PROBLEM REQUIREMENTS - Keep to one stretch of the data below, the lines from the one with "absent or null." up to and including the one with "app token as", and return that stretch exactly.

Stored data -
════════

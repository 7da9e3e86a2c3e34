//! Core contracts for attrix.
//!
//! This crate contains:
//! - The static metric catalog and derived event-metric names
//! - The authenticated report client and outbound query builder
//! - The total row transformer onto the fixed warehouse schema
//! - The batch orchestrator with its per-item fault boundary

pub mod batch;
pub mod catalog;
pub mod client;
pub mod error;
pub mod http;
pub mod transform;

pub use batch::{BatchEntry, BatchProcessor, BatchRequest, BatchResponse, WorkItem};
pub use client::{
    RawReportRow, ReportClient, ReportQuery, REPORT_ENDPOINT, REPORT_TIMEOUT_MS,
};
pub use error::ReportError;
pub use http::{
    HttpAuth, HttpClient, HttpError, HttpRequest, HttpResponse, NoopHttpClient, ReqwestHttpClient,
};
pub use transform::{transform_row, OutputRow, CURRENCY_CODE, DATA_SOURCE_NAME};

════════

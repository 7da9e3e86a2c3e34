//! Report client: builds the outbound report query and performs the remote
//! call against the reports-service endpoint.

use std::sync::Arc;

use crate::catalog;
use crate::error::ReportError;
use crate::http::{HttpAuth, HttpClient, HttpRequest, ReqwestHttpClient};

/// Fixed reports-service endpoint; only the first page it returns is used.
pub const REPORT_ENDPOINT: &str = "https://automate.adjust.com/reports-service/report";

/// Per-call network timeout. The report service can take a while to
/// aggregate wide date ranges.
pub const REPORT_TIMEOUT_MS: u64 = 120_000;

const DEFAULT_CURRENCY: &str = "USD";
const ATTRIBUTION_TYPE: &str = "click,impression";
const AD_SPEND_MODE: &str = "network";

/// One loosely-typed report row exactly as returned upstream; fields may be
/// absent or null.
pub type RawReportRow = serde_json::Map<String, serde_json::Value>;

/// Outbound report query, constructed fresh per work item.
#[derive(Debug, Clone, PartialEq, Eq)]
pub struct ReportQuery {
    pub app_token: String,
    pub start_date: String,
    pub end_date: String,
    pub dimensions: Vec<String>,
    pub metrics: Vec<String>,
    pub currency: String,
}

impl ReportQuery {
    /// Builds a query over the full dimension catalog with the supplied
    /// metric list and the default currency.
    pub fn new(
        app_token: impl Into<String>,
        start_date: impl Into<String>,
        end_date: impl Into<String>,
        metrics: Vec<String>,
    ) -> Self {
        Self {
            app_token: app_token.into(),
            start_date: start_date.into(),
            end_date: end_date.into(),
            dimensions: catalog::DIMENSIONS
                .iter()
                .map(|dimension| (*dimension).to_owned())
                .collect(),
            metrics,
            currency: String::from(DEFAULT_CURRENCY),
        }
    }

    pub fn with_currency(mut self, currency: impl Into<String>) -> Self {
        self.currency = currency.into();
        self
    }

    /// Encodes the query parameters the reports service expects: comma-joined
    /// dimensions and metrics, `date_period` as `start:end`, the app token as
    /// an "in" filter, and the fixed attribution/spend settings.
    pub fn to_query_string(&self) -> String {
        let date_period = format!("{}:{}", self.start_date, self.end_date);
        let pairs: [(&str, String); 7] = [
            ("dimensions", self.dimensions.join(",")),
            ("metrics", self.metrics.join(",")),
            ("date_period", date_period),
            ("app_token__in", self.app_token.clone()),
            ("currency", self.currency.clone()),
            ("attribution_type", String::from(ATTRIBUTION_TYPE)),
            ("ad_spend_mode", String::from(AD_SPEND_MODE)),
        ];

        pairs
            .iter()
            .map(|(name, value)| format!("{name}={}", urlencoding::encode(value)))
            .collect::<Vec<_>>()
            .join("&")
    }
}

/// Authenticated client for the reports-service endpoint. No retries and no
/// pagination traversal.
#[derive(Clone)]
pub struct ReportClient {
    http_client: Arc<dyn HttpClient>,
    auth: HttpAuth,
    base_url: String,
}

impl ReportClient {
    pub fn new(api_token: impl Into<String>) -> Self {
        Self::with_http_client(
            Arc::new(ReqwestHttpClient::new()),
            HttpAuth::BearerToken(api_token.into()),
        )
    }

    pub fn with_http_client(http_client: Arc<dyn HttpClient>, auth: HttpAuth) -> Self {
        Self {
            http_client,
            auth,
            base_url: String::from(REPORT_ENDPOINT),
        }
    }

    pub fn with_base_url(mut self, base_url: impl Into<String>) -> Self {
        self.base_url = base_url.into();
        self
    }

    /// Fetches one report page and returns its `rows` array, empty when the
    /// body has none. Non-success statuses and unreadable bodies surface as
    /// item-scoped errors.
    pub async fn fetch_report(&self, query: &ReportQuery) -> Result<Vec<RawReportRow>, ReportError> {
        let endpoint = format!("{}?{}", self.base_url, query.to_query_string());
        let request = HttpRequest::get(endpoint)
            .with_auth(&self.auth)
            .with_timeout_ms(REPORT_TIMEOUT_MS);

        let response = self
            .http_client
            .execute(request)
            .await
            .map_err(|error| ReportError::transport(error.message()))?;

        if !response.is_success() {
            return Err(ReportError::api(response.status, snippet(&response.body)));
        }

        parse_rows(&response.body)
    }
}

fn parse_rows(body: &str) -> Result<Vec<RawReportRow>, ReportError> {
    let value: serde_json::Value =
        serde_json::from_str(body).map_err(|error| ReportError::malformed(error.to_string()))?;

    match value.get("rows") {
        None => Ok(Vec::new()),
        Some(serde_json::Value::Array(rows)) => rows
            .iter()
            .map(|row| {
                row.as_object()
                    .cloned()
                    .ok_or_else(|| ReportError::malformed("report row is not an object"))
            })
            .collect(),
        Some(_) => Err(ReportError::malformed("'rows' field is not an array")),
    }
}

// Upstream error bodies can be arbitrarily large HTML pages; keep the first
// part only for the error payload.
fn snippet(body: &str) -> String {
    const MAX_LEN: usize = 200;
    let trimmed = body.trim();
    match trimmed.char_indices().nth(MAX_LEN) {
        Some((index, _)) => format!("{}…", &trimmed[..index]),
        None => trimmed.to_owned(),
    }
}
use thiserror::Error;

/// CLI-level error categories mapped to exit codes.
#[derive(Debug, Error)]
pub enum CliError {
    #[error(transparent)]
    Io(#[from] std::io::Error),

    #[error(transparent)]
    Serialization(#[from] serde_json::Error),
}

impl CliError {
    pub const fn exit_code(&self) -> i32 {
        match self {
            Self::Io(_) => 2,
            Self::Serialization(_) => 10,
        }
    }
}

════════

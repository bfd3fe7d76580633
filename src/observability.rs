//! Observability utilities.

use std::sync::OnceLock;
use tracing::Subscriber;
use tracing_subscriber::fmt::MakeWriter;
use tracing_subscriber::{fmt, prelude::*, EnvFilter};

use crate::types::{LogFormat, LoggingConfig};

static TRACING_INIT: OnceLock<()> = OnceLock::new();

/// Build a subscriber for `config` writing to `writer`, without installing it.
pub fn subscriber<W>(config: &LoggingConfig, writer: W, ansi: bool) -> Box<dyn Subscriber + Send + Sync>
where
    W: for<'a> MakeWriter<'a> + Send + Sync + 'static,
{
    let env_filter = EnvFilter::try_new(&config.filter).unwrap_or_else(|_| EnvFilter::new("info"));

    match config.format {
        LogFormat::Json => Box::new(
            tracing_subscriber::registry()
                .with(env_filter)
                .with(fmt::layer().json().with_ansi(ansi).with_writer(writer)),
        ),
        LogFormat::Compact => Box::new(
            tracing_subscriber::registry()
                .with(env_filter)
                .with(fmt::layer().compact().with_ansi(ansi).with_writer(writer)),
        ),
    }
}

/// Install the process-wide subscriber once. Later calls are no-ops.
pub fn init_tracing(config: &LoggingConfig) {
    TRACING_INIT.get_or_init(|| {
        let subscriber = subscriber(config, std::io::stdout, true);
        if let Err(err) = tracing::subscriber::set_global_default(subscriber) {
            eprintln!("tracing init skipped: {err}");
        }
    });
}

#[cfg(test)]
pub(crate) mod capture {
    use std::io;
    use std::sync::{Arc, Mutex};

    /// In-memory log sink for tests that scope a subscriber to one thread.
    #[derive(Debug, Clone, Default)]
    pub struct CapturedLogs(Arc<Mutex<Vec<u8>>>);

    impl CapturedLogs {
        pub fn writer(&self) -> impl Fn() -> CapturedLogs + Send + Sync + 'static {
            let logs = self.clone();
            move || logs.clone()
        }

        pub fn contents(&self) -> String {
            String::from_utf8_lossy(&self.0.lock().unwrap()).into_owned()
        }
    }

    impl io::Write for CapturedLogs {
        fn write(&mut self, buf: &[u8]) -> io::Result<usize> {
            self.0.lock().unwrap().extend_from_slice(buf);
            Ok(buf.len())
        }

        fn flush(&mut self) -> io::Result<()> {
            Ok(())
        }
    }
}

════════

ANSWER SECTION -
/// absent or null.
pub type RawReportRow = serde_json::Map<String, serde_json::Value>;

/// Outbound report query, constructed fresh per work item.
#[derive(Debug, Clone, PartialEq, Eq)]
pub struct ReportQuery {
    pub app_token: String,
    pub start_date: String,
    pub end_date: String,
    pub dimensions: Vec<String>,
    pub metrics: Vec<String>,
    pub currency: String,
}

impl ReportQuery {
    /// Builds a query over the full dimension catalog with the supplied
    /// metric list and the default currency.
    pub fn new(
        app_token: impl Into<String>,
        start_date: impl Into<String>,
        end_date: impl Into<String>,
        metrics: Vec<String>,
    ) -> Self {
        Self {
            app_token: app_token.into(),
            start_date: start_date.into(),
            end_date: end_date.into(),
            dimensions: catalog::DIMENSIONS
                .iter()
                .map(|dimension| (*dimension).to_owned())
                .collect(),
            metrics,
            currency: String::from(DEFAULT_CURRENCY),
        }
    }

    pub fn with_currency(mut self, currency: impl Into<String>) -> Self {
        self.currency = currency.into();
        self
    }

    /// Encodes the query parameters the reports service expects: comma-joined
    /// dimensions and metrics, `date_period` as `start:end`, the app token as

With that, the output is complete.